- [MATERIAL FOR THE TASK]
- Opening Delimiter -
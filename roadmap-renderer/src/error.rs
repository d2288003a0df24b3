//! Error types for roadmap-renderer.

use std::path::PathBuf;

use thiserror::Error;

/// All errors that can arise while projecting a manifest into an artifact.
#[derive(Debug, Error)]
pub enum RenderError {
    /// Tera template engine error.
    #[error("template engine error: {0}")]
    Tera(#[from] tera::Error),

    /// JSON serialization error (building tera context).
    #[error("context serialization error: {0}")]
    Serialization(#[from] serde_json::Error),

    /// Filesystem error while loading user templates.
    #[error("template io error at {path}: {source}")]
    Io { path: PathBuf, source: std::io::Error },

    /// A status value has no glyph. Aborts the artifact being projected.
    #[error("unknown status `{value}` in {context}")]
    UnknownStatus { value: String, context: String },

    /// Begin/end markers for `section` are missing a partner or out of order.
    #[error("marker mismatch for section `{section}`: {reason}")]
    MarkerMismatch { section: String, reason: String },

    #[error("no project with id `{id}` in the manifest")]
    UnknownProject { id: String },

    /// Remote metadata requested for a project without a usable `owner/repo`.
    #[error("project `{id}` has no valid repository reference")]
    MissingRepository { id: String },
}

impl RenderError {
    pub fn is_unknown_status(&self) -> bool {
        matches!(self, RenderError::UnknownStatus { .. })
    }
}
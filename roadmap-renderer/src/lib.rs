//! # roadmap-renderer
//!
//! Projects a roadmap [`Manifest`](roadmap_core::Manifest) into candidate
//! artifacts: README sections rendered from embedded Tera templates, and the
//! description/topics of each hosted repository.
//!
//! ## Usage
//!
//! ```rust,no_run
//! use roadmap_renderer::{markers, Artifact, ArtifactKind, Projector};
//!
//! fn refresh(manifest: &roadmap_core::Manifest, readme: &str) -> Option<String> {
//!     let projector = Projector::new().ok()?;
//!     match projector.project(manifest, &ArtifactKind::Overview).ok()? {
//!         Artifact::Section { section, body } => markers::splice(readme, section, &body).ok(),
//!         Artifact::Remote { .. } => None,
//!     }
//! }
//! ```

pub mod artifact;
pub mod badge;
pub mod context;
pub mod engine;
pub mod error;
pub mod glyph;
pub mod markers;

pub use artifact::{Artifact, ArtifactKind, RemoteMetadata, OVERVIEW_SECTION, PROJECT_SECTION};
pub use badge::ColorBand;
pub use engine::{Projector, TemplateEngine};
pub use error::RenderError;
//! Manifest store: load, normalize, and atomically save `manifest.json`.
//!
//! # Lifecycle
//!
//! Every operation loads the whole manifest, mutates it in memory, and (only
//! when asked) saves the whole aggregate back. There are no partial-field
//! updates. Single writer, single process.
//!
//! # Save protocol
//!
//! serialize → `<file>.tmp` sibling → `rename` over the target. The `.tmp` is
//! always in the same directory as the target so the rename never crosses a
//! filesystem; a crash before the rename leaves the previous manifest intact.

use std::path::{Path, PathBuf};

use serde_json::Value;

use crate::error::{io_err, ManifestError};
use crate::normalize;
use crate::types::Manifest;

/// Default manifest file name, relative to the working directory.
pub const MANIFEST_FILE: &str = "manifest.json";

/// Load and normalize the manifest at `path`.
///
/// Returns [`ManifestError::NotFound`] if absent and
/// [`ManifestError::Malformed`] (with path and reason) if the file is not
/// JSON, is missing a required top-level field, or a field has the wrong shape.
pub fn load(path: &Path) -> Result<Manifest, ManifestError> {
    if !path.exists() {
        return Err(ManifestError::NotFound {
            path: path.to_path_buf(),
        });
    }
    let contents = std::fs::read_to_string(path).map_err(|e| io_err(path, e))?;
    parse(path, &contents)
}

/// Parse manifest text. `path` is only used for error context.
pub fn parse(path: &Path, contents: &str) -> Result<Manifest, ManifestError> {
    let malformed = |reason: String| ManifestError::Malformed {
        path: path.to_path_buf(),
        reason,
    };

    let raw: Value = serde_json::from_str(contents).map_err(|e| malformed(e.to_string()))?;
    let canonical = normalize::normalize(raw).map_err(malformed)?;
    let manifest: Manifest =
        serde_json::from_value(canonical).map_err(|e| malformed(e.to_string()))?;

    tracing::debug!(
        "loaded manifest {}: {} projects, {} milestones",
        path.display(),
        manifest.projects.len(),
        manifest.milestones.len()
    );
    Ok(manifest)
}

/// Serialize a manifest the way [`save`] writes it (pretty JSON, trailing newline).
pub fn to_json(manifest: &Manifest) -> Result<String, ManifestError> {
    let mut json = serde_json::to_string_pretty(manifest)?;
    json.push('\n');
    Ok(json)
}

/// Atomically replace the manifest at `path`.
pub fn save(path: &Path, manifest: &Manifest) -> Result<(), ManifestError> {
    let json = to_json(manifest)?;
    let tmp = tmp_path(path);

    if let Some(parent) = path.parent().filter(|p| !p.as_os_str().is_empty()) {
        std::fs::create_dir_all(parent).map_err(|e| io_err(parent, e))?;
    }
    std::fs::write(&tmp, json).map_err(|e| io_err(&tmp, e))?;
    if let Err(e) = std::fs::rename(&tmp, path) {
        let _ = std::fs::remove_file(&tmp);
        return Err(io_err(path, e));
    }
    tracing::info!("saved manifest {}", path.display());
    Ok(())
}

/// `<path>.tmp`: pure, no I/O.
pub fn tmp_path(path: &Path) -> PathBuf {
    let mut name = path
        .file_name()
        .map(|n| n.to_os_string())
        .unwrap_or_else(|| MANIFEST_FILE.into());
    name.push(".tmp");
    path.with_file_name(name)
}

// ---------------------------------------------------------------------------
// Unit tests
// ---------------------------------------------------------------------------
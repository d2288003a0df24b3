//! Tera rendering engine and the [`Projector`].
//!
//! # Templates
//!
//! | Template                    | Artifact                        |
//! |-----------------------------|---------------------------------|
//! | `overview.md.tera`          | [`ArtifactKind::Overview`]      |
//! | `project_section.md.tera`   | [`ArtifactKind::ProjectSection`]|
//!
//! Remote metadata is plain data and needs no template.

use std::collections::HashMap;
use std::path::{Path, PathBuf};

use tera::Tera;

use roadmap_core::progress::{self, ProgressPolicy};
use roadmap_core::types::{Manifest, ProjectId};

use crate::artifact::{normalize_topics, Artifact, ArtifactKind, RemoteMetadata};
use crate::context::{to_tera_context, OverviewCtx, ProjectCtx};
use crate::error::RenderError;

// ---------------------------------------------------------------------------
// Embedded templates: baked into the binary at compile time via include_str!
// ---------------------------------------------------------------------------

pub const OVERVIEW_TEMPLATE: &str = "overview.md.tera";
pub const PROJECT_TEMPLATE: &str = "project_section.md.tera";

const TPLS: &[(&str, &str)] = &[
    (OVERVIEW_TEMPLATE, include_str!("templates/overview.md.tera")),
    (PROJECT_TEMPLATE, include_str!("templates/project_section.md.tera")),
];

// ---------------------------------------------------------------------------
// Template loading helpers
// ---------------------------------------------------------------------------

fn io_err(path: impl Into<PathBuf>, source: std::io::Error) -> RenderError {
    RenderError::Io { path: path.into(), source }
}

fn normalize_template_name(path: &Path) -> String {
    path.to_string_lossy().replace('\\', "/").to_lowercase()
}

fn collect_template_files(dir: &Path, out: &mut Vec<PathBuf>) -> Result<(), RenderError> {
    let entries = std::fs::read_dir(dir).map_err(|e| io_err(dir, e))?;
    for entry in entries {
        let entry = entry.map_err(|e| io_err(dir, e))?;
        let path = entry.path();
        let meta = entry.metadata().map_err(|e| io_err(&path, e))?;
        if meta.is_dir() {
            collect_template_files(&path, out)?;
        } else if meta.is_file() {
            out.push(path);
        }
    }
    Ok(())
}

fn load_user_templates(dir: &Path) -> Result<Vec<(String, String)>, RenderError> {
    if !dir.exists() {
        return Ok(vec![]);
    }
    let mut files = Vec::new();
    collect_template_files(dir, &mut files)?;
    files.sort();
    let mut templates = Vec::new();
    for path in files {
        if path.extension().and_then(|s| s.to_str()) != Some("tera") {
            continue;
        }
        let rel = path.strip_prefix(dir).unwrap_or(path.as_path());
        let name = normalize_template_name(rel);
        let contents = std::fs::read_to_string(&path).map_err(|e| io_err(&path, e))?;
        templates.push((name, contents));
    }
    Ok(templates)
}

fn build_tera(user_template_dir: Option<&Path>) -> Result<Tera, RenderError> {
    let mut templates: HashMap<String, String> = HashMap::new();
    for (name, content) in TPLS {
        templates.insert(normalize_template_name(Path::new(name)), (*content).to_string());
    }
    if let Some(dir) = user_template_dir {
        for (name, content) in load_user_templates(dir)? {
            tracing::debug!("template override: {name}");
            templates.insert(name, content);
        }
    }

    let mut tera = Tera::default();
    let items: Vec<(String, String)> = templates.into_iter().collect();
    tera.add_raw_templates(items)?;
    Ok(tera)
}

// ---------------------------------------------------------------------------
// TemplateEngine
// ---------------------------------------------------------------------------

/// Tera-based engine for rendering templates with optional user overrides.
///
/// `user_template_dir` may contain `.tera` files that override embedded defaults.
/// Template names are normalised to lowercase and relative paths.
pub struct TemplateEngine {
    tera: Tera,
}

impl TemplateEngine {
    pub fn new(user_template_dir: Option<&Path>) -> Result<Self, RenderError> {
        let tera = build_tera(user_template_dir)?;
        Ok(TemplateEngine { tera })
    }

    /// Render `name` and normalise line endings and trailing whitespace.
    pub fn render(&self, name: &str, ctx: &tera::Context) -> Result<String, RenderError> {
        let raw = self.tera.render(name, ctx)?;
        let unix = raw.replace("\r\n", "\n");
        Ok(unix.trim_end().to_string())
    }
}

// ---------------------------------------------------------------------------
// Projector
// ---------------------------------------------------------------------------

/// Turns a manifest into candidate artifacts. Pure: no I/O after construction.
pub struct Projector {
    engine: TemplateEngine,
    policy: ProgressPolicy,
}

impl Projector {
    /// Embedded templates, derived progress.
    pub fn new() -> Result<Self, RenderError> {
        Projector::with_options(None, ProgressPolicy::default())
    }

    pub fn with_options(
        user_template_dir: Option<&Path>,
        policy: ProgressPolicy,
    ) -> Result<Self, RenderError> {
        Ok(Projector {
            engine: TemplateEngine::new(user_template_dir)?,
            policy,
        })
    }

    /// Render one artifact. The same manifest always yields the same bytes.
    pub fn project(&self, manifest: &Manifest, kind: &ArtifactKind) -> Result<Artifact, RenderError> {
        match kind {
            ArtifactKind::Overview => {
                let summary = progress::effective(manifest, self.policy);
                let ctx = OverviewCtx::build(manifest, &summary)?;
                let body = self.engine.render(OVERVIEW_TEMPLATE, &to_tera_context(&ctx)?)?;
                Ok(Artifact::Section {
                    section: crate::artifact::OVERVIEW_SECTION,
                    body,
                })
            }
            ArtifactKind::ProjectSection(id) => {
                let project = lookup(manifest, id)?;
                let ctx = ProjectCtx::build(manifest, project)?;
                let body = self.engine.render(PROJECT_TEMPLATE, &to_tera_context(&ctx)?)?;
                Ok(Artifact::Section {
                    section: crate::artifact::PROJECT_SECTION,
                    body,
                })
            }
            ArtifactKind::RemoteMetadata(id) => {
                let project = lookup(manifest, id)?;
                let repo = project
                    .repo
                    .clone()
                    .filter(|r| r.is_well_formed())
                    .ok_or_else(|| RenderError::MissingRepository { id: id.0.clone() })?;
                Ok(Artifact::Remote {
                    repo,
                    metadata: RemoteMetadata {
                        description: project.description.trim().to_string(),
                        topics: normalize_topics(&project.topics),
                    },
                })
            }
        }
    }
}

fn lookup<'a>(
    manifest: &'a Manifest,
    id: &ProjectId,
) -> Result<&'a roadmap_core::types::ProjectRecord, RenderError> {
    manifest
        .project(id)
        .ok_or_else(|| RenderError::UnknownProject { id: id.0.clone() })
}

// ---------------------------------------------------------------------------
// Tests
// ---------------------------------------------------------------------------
- Closing Delimiter -
Lines after the one containing "template engine error." are left out; every line from the start of the entries through that line is restated word for word.

filename roadmap-renderer/src/error.rs
repository d2288003a0df24b3
//! Error types for roadmap-renderer.

use std::path::PathBuf;

use thiserror::Error;

/// All errors that can arise while projecting a manifest into an artifact.
#[derive(Debug, Error)]
pub enum RenderError {
    /// Tera template engine error.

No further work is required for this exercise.